I bet you we’re slouched at first and then sat up straight right? That’s because your physiology plays a big role in directing how you feel and the thoughts that follow. For example, just standing up straight boosts testosterone and lowers cortisol – making you calmer and ready for challenges. When you become mindful, you begin quickly redirecting negative thoughts. But when you couple that with confident physiology, you’re less likely to have those thoughts in the first place.
25. Improves Self Esteem
Yoga is a great self-esteem booster. Beyond the increased blood flow and toned body, you’ll witness yogis executing poses that seem to defy human possibility. But, as you advance in your practice, you’ll get closer and closer to those poses until you eventually lock it out. This act of working towards and accomplishing a goal is something to feel proud of and segue into other areas of your life. Every time you’re having self doubts, use that achievement as an emotional springboard to remember what you’re capable of.
26. Builds Self Awareness

Connecting your mind and body with yoga has an amazing effect on self awareness.

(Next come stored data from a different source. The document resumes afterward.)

//! OCR backend: local text detection, then a text model turns the detected
//! words into JSON.
//!
//! ```text
//! image ──▶ TextDetector (blocking pool) ──▶ full_text ──▶ LLM (JSON mode) ──▶ reply
//! ```
//!
//! Both stages keep their failures in-band. Stage 1 ([`detect`]) returns a
//! [`Detection`] whose `full_text` is an `OCR error: ...` sentinel; stage 2
//! ([`structure`]) returns an `{"error": "structuring failed: ..."}` JSON
//! text. [`OcrExtractor`] turns the stage-1 sentinel into
//! [`ExtractError::Detector`] so the batch records the file as failed rather
//! than sending the sentinel to the model.

use crate::config::{Backend, ExtractionConfig};
use crate::error::ExtractError;
use crate::extract::Extractor;
use crate::pipeline::input::InputFile;
use crate::prompts::{structuring_prompt, STRUCTURING_SYSTEM_PROMPT};
use crate::provider::{resolve_provider, ModelRole};
use async_trait::async_trait;
use edgequake_llm::{ChatMessage, CompletionOptions, LLMProvider};
use serde::{Deserialize, Serialize};
use std::sync::Arc;
use std::time::Instant;
use tracing::{debug, info, warn};

/// Prefix of the stage-1 failure sentinel.
pub const OCR_ERROR_PREFIX: &str = "OCR error: ";

/// One recognised piece of text.
#[derive(Debug, Clone, PartialEq, Serialize, Deserialize)]
pub struct TextSpan {
    pub text: String,
    /// Recognition confidence in `[0, 1]`.
    pub confidence: f32,
    /// Corner points `[x, y]` in pixels, clockwise from top-left.
    pub bbox: [[i32; 2]; 4],
}

impl TextSpan {
    /// Span for an axis-aligned rectangle.
    pub fn from_rect(
        text: impl Into<String>,
        confidence: f32,
        left: i32,
        top: i32,
        width: i32,
        height: i32,
    ) -> Self {
        let (right, bottom) = (left.saturating_add(width), top.saturating_add(height));
        Self {
            text: text.into(),
            confidence: confidence.clamp(0.0, 1.0),
            bbox: [[left, top], [right, top], [right, bottom], [left, bottom]],
        }
    }
}

/// Stage-1 output.
#[derive(Debug, Clone, PartialEq, Serialize, Deserialize)]
pub struct Detection {
    /// Span texts joined with single spaces, or the `OCR error: ...` sentinel.
    pub full_text: String,
    pub spans: Vec<TextSpan>,
    /// Detector failure detail; `None` on success.
    pub error: Option<String>,
}

impl Detection {
    fn failed(detail: String) -> Self {
        Self {
            full_text: format!("{OCR_ERROR_PREFIX}{detail}"),
            spans: Vec::new(),
            error: Some(detail),
        }
    }
}

/// A local text detector.
///
/// Implementations are blocking and are run on the blocking thread pool.
/// Spans are returned in reading order as the detector sees it.
pub trait TextDetector: Send + Sync {
    fn name(&self) -> &str;

    fn detect(&self, image: &[u8]) -> Result<Vec<TextSpan>, String>;
}

/// Stage 1: run the detector and join the span texts.
pub fn detect(detector: &dyn TextDetector, image: &[u8]) -> Detection {
    match detector.detect(image) {
        Ok(spans) => {
            let full_text = spans
                .iter()
                .map(|s| s.text.as_str())
                .collect::<Vec<_>>()
                .join(" ");
            debug!(
                "{}: {} spans, {} chars",
                detector.name(),
                spans.len(),
                full_text.len()
            );
            Detection {
                full_text,
                spans,
                error: None,
            }
        }
        Err(detail) => {
            warn!("{} failed: {}", detector.name(), detail);
            Detection::failed(detail)
        }
    }
}

/// Sampling parameters of the structuring call.
#[derive(Debug, Clone, Copy, PartialEq)]
pub struct StructuringOptions {
    pub temperature: f32,
    pub max_tokens: usize,
}

impl StructuringOptions {
    pub fn from_config(config: &ExtractionConfig) -> Self {
        Self {
            temperature: config.structuring_temperature,
            max_tokens: config.structuring_max_tokens,
        }
    }

    fn completion_options(&self) -> CompletionOptions {
        CompletionOptions {
            temperature: Some(self.temperature),
            max_tokens: Some(self.max_tokens),
            ..CompletionOptions::json_mode()
        }
    }
}

impl Default for StructuringOptions {
    fn default() -> Self {
        Self {
            temperature: 0.0,
            max_tokens: 4096,
        }
    }
}

/// Stage 2: ask a text model to turn OCR text into JSON.
///
/// Never fails; a provider error becomes an `{"error": ...}` JSON text.
pub async fn structure(
    provider: &Arc<dyn LLMProvider>,
    full_text: &str,
    schema: Option<&str>,
    options: StructuringOptions,
) -> String {
    let messages = vec![
        ChatMessage::system(STRUCTURING_SYSTEM_PROMPT),
        ChatMessage::user(structuring_prompt(full_text, schema)),
    ];

    match provider
        .chat(&messages, Some(&options.completion_options()))
        .await
    {
        Ok(response) => {
            debug!(
                "Structuring: {} input tokens, {} output tokens",
                response.prompt_tokens, response.completion_tokens
            );
            response.content
        }
        Err(e) => {
            warn!("Structuring call failed: {}", e);
            serde_json::json!({ "error": format!("structuring failed: {e}") }).to_string()
        }
    }
}

/// Extractor that runs a local detector, then a structuring model.
#[derive(Clone)]
pub struct OcrExtractor {
    detector: Arc<dyn TextDetector>,
    provider: Arc<dyn LLMProvider>,
    options: StructuringOptions,
}

impl OcrExtractor {
    pub fn new(
        detector: Arc<dyn TextDetector>,
        provider: Arc<dyn LLMProvider>,
        options: StructuringOptions,
    ) -> Self {
        Self {
            detector,
            provider,
            options,
        }
    }

    /// Build from config: injected detector or the configured one, plus the
    /// structuring provider.
    pub fn from_config(config: &ExtractionConfig) -> Result<Self, ExtractError> {
        let detector = match config.detector {
            Some(ref d) => Arc::clone(d),
            None => crate::pipeline::detectors::build_detector(&config.ocr)?,
        };
        let provider = resolve_provider(config, ModelRole::Structuring)?;
        Ok(Self::new(
            detector,
            provider,
            StructuringOptions::from_config(config),
        ))
    }

    /// Run stage 1 on the blocking pool.
    pub async fn run_detection(&self, image: &InputFile) -> Result<Detection, ExtractError> {
        let detector = Arc::clone(&self.detector);
        let bytes = image.bytes.clone();
        tokio::task::spawn_blocking(move || detect(detector.as_ref(), &bytes))
            .await
            .map_err(|e| ExtractError::Internal(format!("detector task panicked: {e}")))
    }
}

#[async_trait]
impl Extractor for OcrExtractor {
    fn backend(&self) -> Backend {
        Backend::Ocr
    }

    fn describe(&self) -> String {
        format!(
            "ocr {} + {}/{}",
            self.detector.name(),
            self.provider.name(),
            self.provider.model()
        )
    }

    async fn extract(&self, image: &InputFile, schema: Option<&str>) -> Result<String, ExtractError> {
        let start = Instant::now();
        let detection = self.run_detection(image).await?;
        if let Some(detail) = detection.error {
            return Err(ExtractError::Detector { detail });
        }
        info!(
            "{}: detected {} spans in {:?}",
            image.filename,
            detection.spans.len(),
            start.elapsed()
        );
        Ok(structure(&self.provider, &detection.full_text, schema, self.options).await)
    }
}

And when you’re more aware, you become less reactive and ready to handle bad news and big problems.
A heightened self awareness means you’ll recognize things like, “my neck is hurting so I should change my posture” rather than bulldozing through it and dealing with it later (when it’s a bigger problem). You’ll also become more conscious of destructive thought patterns which you can redirect to find the positive and change course anytime you want. So while you may still have to put out fires, at least you’ll control of how you feel while doing it.
27. Enhances Your Sex Life

While any fitness routine can ramp-up your sex drive, yoga’s benefits go beyond the norm. It tones your muscles, improves the muscles down-there and increases your flexibility. All of which can translate into more fun and pleasure in the bedroom. Additionally, yoga builds focus on things like compassion, friendliness and working together which can increase communication and understanding in your relationship.
28. Promotes Self Care
Self care and mindfulness go hand-in-hand. As you form a sound mind-body connection you’ll become aware of things you’re doing (or not doing) for yourself. Stuff like taking bubble baths, painting your nails, eating healthier and doing a new and fun hobby can all spawn from your yoga practice.
And the bottom line is that yoga helps you cultivate a healthier lifestyle in a spiritual, physical and emotional way. So if any of those areas are out of balance, you’ll quickly realize so you can take steps to pull yourself back into harmony.
Yoga Side Effects and Risks
As with any new exercise regimen, and particularly one that’s demands copious amounts of sweat like Bikram yoga, it’s best to check with your doctor first. Since we are not doctors and we aren’t giving medical advice we can’t say whether or not you’re healthy enough to do yoga. However, there are a few conditions where it’s especially recommended that you consult your doctor:
- Those with herniated disks, rods, or other serious back problems
- If you have certain eye conditions like glaucoma
- If you’re at risk for blood clots
- You have severe osteoporosis
- If you have uncontrolled blood pressure
- If you’re pregnant or getting ready to become pregnant (source)
That being said, for most people yoga is a fun, low stress way to build strength and get in physical, emotional and spiritual balance.
What You Need to Get Started

The beautiful truth is that you don’t need anything to get started. While certain props and accessories can make it much more convenient, you can start in your living room right now without anything.
And you can follow along with one of the videos we’ve included for you (above). But if you do need a yoga mat, prop, or cushion we’ve written some reviews on our favorites.
Conclusion
As you can see there’s many benefits to starting a yoga practice. From chronic pain to deeper sleep and a better sex life, the things you’ll personally gain can be nothing short of miraculous. While this is not an exhaustive list and doesn’t account for where you’re starting from, many people will experience most, if not all of these benefits and more. And hey, at a bare minimum you can improve your flexibility so what do you have to lose?